**Exercise requirements:** In the entries below, find each line with the string "commit" and copy it.

+++ Information shown

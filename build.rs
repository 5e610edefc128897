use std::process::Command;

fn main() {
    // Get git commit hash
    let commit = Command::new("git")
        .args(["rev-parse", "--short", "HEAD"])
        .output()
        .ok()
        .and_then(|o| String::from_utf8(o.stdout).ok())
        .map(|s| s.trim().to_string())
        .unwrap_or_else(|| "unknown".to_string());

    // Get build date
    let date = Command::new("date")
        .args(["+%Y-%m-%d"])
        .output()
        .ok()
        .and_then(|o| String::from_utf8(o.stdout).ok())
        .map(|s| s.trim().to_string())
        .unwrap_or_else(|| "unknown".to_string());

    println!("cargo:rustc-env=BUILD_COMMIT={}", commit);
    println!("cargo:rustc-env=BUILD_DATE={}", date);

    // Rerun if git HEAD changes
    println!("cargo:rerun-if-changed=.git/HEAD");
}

++++++
+++ Information shown

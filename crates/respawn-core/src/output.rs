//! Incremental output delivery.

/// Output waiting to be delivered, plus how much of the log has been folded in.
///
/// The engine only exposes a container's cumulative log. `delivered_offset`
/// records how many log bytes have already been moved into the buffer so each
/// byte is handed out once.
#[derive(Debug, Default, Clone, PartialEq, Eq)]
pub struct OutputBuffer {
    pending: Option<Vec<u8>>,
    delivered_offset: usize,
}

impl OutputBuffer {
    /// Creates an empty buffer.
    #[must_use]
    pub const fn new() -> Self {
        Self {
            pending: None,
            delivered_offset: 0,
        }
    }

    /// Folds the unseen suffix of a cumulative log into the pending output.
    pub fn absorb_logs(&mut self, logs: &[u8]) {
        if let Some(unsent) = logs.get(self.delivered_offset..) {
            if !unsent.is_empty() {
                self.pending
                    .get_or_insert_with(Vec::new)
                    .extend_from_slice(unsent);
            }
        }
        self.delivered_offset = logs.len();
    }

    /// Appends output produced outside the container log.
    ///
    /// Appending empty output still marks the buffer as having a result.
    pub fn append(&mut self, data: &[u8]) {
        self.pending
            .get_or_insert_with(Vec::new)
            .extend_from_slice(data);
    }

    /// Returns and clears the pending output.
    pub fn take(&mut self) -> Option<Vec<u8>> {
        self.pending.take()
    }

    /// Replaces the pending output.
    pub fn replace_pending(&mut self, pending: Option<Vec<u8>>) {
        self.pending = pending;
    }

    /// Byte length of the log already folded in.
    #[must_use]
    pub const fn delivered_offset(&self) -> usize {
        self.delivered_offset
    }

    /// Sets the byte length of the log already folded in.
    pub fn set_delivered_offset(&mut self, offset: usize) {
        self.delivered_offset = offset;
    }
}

++++++

**Exercise output:**
    // Get git commit hash
    let commit = Command::new("git")
    println!("cargo:rustc-env=BUILD_COMMIT={}", commit);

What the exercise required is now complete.